*Brief*: Please count the lines below that hold the word "copied" and give the count without any other text.
(Excerpted records)
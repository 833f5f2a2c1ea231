//! Diagnostic descriptors reported by the generators.

use mvgen_core::{DiagnosticDescriptor, Severity};

/// Internal fault inside the binder generator.
pub static BINDER_INTERNAL_ERROR: DiagnosticDescriptor = DiagnosticDescriptor {
    id: "SG_INTERNAL_BINDER_01",
    title: "Binder Generator Error",
    message_format: "This error indicates a bug in the Binder source generators. Error message: '{0}'.",
    category: "BinderGenerator",
    severity: Severity::Error,
};

/// Internal fault inside the union generator.
pub static UNION_INTERNAL_ERROR: DiagnosticDescriptor = DiagnosticDescriptor {
    id: "SG_INTERNAL_UNIONS_01",
    title: "Internal Union Generator Error",
    message_format: "This error indicates a bug in the Internal Union source generators. Error message: '{0}'.",
    category: "InternalUnionGenerator",
    severity: Severity::Error,
};

/// A `field:` attribute on a binding-property method whose class does not resolve.
pub static INVALID_FIELD_ATTRIBUTE_ON_BINDING_PROPERTY: DiagnosticDescriptor = DiagnosticDescriptor {
    id: "MVGEN0001",
    title: "Invalid field targeted attribute on binding property method",
    message_format: "The method '{0}' annotated with [BindingProperty] has an attribute '{1}' targeting a field that could not be resolved to an attribute type",
    category: "BinderGenerator",
    severity: Severity::Error,
};

/// A `field:` attribute on a binding-command method whose class does not resolve.
pub static INVALID_FIELD_ATTRIBUTE_ON_BINDING_COMMAND: DiagnosticDescriptor = DiagnosticDescriptor {
    id: "MVGEN0002",
    title: "Invalid field targeted attribute on binding command method",
    message_format: "The method '{0}' annotated with [BindingCommand] has an attribute '{1}' targeting a field that could not be resolved to an attribute type",
    category: "BinderGenerator",
    severity: Severity::Error,
};
//! Generator configuration.

use std::fs;
use std::path::{Path, PathBuf};

use serde::{Deserialize, Serialize};

use crate::errors::ConfigError;

/// Settings threaded through every generation pass.
///
/// None of these affect what is generated, only where it is additionally
/// written.
#[derive(Debug, Clone, Default, PartialEq, Eq, Serialize, Deserialize)]
#[serde(default, rename_all = "camelCase")]
pub struct GeneratorConfig {
    /// Root directory of the project being compiled
    pub project_path: Option<PathBuf>,
    /// Also write generated units under `{project_path}/Temp/GeneratedCode`
    pub persist_generated_files: bool,
}

impl GeneratorConfig {
    /// Read a configuration from a JSON file.
    pub fn from_file(path: &Path) -> Result<Self, ConfigError> {
        let text = fs::read_to_string(path).map_err(|source| ConfigError::Read {
            path: path.to_path_buf(),
            source,
        })?;
        Self::from_json(&text)
    }

    pub fn from_json(text: &str) -> Result<Self, ConfigError> {
        Ok(serde_json::from_str(text)?)
    }

    /// Directory generated units for `assembly` are persisted to, if persistence is on.
    pub fn output_directory(&self, assembly: &str) -> Option<PathBuf> {
        if !self.persist_generated_files {
            return None;
        }
        self.project_path
            .as_ref()
            .map(|root| root.join("Temp").join("GeneratedCode").join(assembly))
    }
}

#[cfg(test)]
mod tests {
    use super::*;
    use std::io::Write;

    #[test]
    fn test_defaults_when_fields_missing() {
        let config = GeneratorConfig::from_json("{}").unwrap();
        assert_eq!(config, GeneratorConfig::default());
        assert_eq!(config.output_directory("Game"), None);
    }

    #[test]
    fn test_output_directory() {
        let config = GeneratorConfig::from_json(
            r#"{ "projectPath": "/work/game", "persistGeneratedFiles": true }"#,
        )
        .unwrap();
        assert_eq!(
            config.output_directory("Game.Ui"),
            Some(PathBuf::from("/work/game/Temp/GeneratedCode/Game.Ui"))
        );
    }

    #[test]
    fn test_from_file() {
        let mut file = tempfile::NamedTempFile::new().unwrap();
        write!(file, r#"{{ "persistGeneratedFiles": true }}"#).unwrap();
        let config = GeneratorConfig::from_file(file.path()).unwrap();
        assert!(config.persist_generated_files);
        assert_eq!(config.output_directory("Game"), None);
    }

    #[test]
    fn test_invalid_json() {
        assert!(matches!(
            GeneratorConfig::from_json("{ projectPath"),
            Err(ConfigError::Json(_))
        ));
    }
}
//! Semantic refinement of syntactic candidates.
//!
//! Every entry point first checks that the compilation has not opted out
//! of generation. Candidates that fail a semantic constraint are dropped
//! without a diagnostic.

use mvgen_core::{MethodSymbol, ParameterSymbol, SemanticModel, SyntaxNode, TypeDecl, TypeId, TypeKeyword, TypeKind};

use crate::constants::{
    BINDING_COMMAND_ATTRIBUTE, BINDING_PROPERTY_ATTRIBUTE, IBINDER, IOBSERVABLE_OBJECT, IUNION_T,
    SKIP_GENERATOR_ATTRIBUTE,
};
use crate::model::TypeRef;
use crate::scanner::{Candidate, CandidateKind};

/// Whether generation is enabled for the compilation.
pub fn is_valid_compilation(model: &dyn SemanticModel) -> bool {
    !model.assembly_has_attribute(SKIP_GENERATOR_ATTRIBUTE)
}

/// Whether any base of `decl` is, implements, or lists `interface`.
///
/// Bases are tried in declaration order; for each one the exact name, then
/// transitive implementation, then its interface lists are checked.
pub fn does_semantic_match(model: &dyn SemanticModel, decl: &TypeDecl, interface: &str) -> bool {
    decl.base_list.iter().any(|base| {
        let Some(id) = model.bind_type(decl, base) else {
            return false;
        };
        if model.full_name(id) == interface || model.implements_interface(id, interface) {
            return true;
        }
        let symbol = model.type_symbol(id);
        symbol.interfaces.iter().any(|i| model.full_name(*i) == interface)
            || model.all_interfaces(id).iter().any(|i| model.full_name(*i) == interface)
    })
}

/// Resolve a union-generator candidate to the type it contributes.
pub fn resolve_type_ref(model: &dyn SemanticModel, candidate: &Candidate<'_>) -> Option<TypeRef> {
    if !is_valid_compilation(model) {
        return None;
    }

    match (candidate.kind, candidate.node) {
        (CandidateKind::Field(_), SyntaxNode::Field { decl, parent }) => {
            Some(TypeRef::new(decl.ty.clone(), model.bind_type(parent, &decl.ty)))
        }
        (CandidateKind::Method(_), SyntaxNode::Method { decl, parent }) => {
            let parameter = decl.parameters.first()?;
            Some(TypeRef::new(parameter.ty.clone(), model.bind_type(parent, &parameter.ty)))
        }
        (CandidateKind::Property, SyntaxNode::Property { decl, parent }) => {
            (is_class(parent) && does_semantic_match(model, parent, IOBSERVABLE_OBJECT))
                .then(|| TypeRef::new(decl.ty.clone(), model.bind_type(parent, &decl.ty)))
        }
        _ => None,
    }
}

fn is_class(decl: &TypeDecl) -> bool {
    matches!(decl.keyword, TypeKeyword::Class | TypeKeyword::Record)
}

/// The `T` of a hand-written union struct implementing `IUnion<T>`.
///
/// Direct bases are checked first, then each base's declared interfaces,
/// then its transitive interfaces.
pub fn resolve_ignored_type(model: &dyn SemanticModel, candidate: &Candidate<'_>) -> Option<TypeId> {
    if !is_valid_compilation(model) {
        return None;
    }
    let (CandidateKind::Struct, SyntaxNode::Type(decl)) = (candidate.kind, candidate.node) else {
        return None;
    };

    for base in &decl.base_list {
        let Some(id) = model.bind_type(decl, base) else {
            continue;
        };
        if let Some(argument) = union_argument(model, id) {
            return Some(argument);
        }
        let direct = &model.type_symbol(id).interfaces;
        if let Some(argument) = direct.iter().find_map(|i| union_argument(model, *i)) {
            return Some(argument);
        }
        if let Some(argument) = model.all_interfaces(id).into_iter().find_map(|i| union_argument(model, i)) {
            return Some(argument);
        }
    }
    None
}

fn union_argument(model: &dyn SemanticModel, id: TypeId) -> Option<TypeId> {
    let symbol = model.type_symbol(id);
    if symbol.type_parameters.len() == 1 && symbol.full_name.starts_with(IUNION_T) {
        symbol.type_arguments.first().copied()
    } else {
        None
    }
}

/// Whether a binder candidate class implements the binder capability.
pub fn is_binder_class(model: &dyn SemanticModel, decl: &TypeDecl) -> bool {
    is_valid_compilation(model) && does_semantic_match(model, decl, IBINDER)
}

/// Whether `id` is a class that itself implements the binder capability.
pub fn is_binder_base(model: &dyn SemanticModel, id: TypeId) -> bool {
    model.type_symbol(id).kind == TypeKind::Class && model.implements_interface(id, IBINDER)
}

/// How a binder method takes part in binding.
#[derive(Debug, Clone, Copy, PartialEq)]
pub enum Endpoint<'m> {
    Property(&'m ParameterSymbol),
    Command(Option<&'m ParameterSymbol>),
}

/// Classify a binder method as a property or command endpoint.
///
/// A binding property takes exactly one parameter that is not `out`. A
/// binding command is a partial definition returning void with at most
/// one parameter, which is not `out`. A method marked as a property but
/// with another arity is still considered as a command.
pub fn resolve_endpoint(method: &MethodSymbol) -> Option<Endpoint<'_>> {
    if let (Some(_), [parameter]) = (method.attribute(BINDING_PROPERTY_ATTRIBUTE), method.parameters.as_slice()) {
        return parameter.ref_kind.accepts_value().then_some(Endpoint::Property(parameter));
    }

    if method.attribute(BINDING_COMMAND_ATTRIBUTE).is_some()
        && method.is_partial_definition
        && method.returns_void
    {
        return match method.parameters.as_slice() {
            [] => Some(Endpoint::Command(None)),
            [parameter] if parameter.ref_kind.accepts_value() => Some(Endpoint::Command(Some(parameter))),
            _ => None,
        };
    }

    None
}
//! Type arena.
//!
//! Every type the compilation knows about lives in one `Vec<TypeSymbol>`
//! indexed by [`TypeId`]. Constructed generic types and array types are
//! interned, so `List<int>` written twice in two files is one symbol.

use rustc_hash::FxHashMap;
use smallvec::SmallVec;

use mvgen_core::{PredefinedType, TypeId, TypeKind, TypeSymbol};

/// Upper bound on nested type arguments; deeper expansions are left unbound.
const MAX_EXPANSION_DEPTH: usize = 16;

/// A bound type before interning.
#[derive(Debug, Clone, PartialEq, Eq, Hash)]
pub(crate) enum TypeExpr {
    Symbol(TypeId),
    Constructed {
        definition: TypeId,
        arguments: Vec<TypeExpr>,
    },
    Array {
        element: Box<TypeExpr>,
        rank: u8,
    },
}

impl TypeExpr {
    /// The named symbol or generic definition this expression is built on.
    pub fn head(&self) -> Option<TypeId> {
        match self {
            Self::Symbol(id) => Some(*id),
            Self::Constructed { definition, .. } => Some(*definition),
            Self::Array { .. } => None,
        }
    }

    /// Replace type parameters according to `map`.
    fn substitute(&self, map: &FxHashMap<TypeId, TypeId>) -> TypeExpr {
        match self {
            Self::Symbol(id) => Self::Symbol(map.get(id).copied().unwrap_or(*id)),
            Self::Constructed { definition, arguments } => Self::Constructed {
                definition: *definition,
                arguments: arguments.iter().map(|a| a.substitute(map)).collect(),
            },
            Self::Array { element, rank } => Self::Array {
                element: Box::new(element.substitute(map)),
                rank: *rank,
            },
        }
    }
}

/// Declared base type and interfaces of a definition, kept unbound so that
/// constructed types can substitute their arguments.
#[derive(Debug, Clone, Default)]
pub(crate) struct BaseExprs {
    pub base_type: Option<TypeExpr>,
    pub interfaces: Vec<TypeExpr>,
}

#[derive(Debug, Default)]
pub(crate) struct TypeTable {
    pub symbols: Vec<TypeSymbol>,
    /// Definitions keyed by metadata name (`Ns.Outer+Inner`1`)
    pub by_metadata_name: FxHashMap<String, TypeId>,
    /// Type parameter symbols of each generic definition, in declaration order
    pub type_parameters: FxHashMap<TypeId, Vec<TypeId>>,
    pub bases: FxHashMap<TypeId, BaseExprs>,
    constructed: FxHashMap<(TypeId, SmallVec<[TypeId; 2]>), TypeId>,
    arrays: FxHashMap<(TypeId, u8), TypeId>,
    pending: Vec<TypeId>,
}

impl TypeTable {
    pub fn get(&self, id: TypeId) -> &TypeSymbol {
        &self.symbols[id.index()]
    }

    pub fn get_mut(&mut self, id: TypeId) -> &mut TypeSymbol {
        &mut self.symbols[id.index()]
    }

    pub fn next_id(&self) -> TypeId {
        TypeId(self.symbols.len() as u32)
    }

    pub fn push(&mut self, symbol: TypeSymbol) -> TypeId {
        let id = symbol.id;
        debug_assert_eq!(id, self.next_id());
        self.symbols.push(symbol);
        id
    }

    pub fn lookup(&self, metadata_name: &str) -> Option<TypeId> {
        self.by_metadata_name.get(metadata_name).copied()
    }

    pub fn predefined(&self, ty: PredefinedType) -> Option<TypeId> {
        self.lookup(ty.metadata_name())
    }

    /// Find an already interned type without creating anything.
    pub fn find(&self, expr: &TypeExpr) -> Option<TypeId> {
        match expr {
            TypeExpr::Symbol(id) => Some(*id),
            TypeExpr::Constructed { definition, arguments } => {
                let arguments = arguments
                    .iter()
                    .map(|a| self.find(a))
                    .collect::<Option<SmallVec<[TypeId; 2]>>>()?;
                self.constructed.get(&(*definition, arguments)).copied()
            }
            TypeExpr::Array { element, rank } => {
                let element = self.find(element)?;
                self.arrays.get(&(element, *rank)).copied()
            }
        }
    }

    /// Intern `expr`, completing the base types of any new constructed types.
    pub fn intern(&mut self, expr: &TypeExpr) -> Option<TypeId> {
        let id = self.intern_at_depth(expr, 0);
        self.complete_pending();
        id
    }

    fn intern_at_depth(&mut self, expr: &TypeExpr, depth: usize) -> Option<TypeId> {
        if depth > MAX_EXPANSION_DEPTH {
            return None;
        }
        match expr {
            TypeExpr::Symbol(id) => Some(*id),
            TypeExpr::Constructed { definition, arguments } => {
                let arguments = arguments
                    .iter()
                    .map(|a| self.intern_at_depth(a, depth + 1))
                    .collect::<Option<SmallVec<[TypeId; 2]>>>()?;
                let key = (*definition, arguments);
                if let Some(id) = self.constructed.get(&key) {
                    return Some(*id);
                }
                let id = self.construct(key.0, &key.1);
                self.constructed.insert(key, id);
                Some(id)
            }
            TypeExpr::Array { element, rank } => {
                let element = self.intern_at_depth(element, depth + 1)?;
                if let Some(id) = self.arrays.get(&(element, *rank)) {
                    return Some(*id);
                }
                let id = self.array_of(element, *rank);
                self.arrays.insert((element, *rank), id);
                Some(id)
            }
        }
    }

    fn construct(&mut self, definition: TypeId, arguments: &[TypeId]) -> TypeId {
        let def = self.get(definition);
        let mut full_name = generic_stem(&def.full_name, def.is_generic()).to_string();
        full_name.push('<');
        for (i, arg) in arguments.iter().enumerate() {
            if i > 0 {
                full_name.push_str(", ");
            }
            full_name.push_str(&self.get(*arg).full_name);
        }
        full_name.push('>');

        let id = self.next_id();
        let symbol = TypeSymbol {
            id,
            name: def.name.clone(),
            full_name,
            metadata_name: def.metadata_name.clone(),
            kind: def.kind,
            type_parameters: def.type_parameters.clone(),
            type_arguments: arguments.to_vec(),
            definition,
            base_type: None,
            interfaces: Vec::new(),
            members: Vec::new(),
            attributes: def.attributes.clone(),
            assembly: def.assembly.clone(),
        };
        self.push(symbol);
        self.pending.push(id);
        id
    }

    fn array_of(&mut self, element: TypeId, rank: u8) -> TypeId {
        let suffix = format!("[{}]", ",".repeat(rank.saturating_sub(1) as usize));
        let elem = self.get(element);
        let id = self.next_id();
        let symbol = TypeSymbol {
            id,
            name: format!("{}{suffix}", elem.name),
            full_name: format!("{}{suffix}", elem.full_name),
            metadata_name: format!("{}{suffix}", elem.metadata_name),
            kind: TypeKind::Array,
            type_parameters: Vec::new(),
            type_arguments: vec![element],
            definition: id,
            base_type: self.lookup("System.Array"),
            interfaces: Vec::new(),
            members: Vec::new(),
            attributes: Vec::new(),
            assembly: elem.assembly.clone(),
        };
        self.push(symbol)
    }

    /// Bind the substituted bases of constructed types created so far.
    fn complete_pending(&mut self) {
        while let Some(id) = self.pending.pop() {
            let symbol = self.get(id);
            let definition = symbol.definition;
            let Some(bases) = self.bases.get(&definition).cloned() else {
                continue;
            };

            let parameters = self.type_parameters.get(&definition).cloned().unwrap_or_default();
            let map: FxHashMap<TypeId, TypeId> = parameters
                .into_iter()
                .zip(symbol.type_arguments.iter().copied())
                .collect();

            let base_type = bases
                .base_type
                .as_ref()
                .and_then(|b| self.intern_at_depth(&b.substitute(&map), 1));
            let interfaces = bases
                .interfaces
                .iter()
                .filter_map(|i| self.intern_at_depth(&i.substitute(&map), 1))
                .collect();

            let symbol = self.get_mut(id);
            symbol.base_type = base_type;
            symbol.interfaces = interfaces;
        }
    }
}

/// `global::Ns.List<T>` → `global::Ns.List`.
fn generic_stem(full_name: &str, generic: bool) -> &str {
    if !generic {
        return full_name;
    }
    match full_name.rfind('<') {
        Some(index) => &full_name[..index],
        None => full_name,
    }
}
//! Core types for the mvgen source generators.
//!
//! This crate provides the foundational types used across the other mvgen crates:
//! - Declaration syntax trees and the node view used for candidate scanning
//! - Semantic symbols and the [`SemanticModel`] query trait
//! - Diagnostics with stable codes
//! - Backing-field naming rules
//! - Generator configuration and error types

pub mod ast;
pub mod config;
pub mod diagnostics;
pub mod errors;
pub mod names;
pub mod semantic;
pub mod symbols;
pub mod types;

pub use ast::*;
pub use config::GeneratorConfig;
pub use diagnostics::{Diagnostic, DiagnosticDescriptor, Severity};
pub use errors::{ConfigError, ParseError};
pub use semantic::SemanticModel;
pub use symbols::*;
pub use types::*;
(End Excerpted records)
*Exercise solution*: 6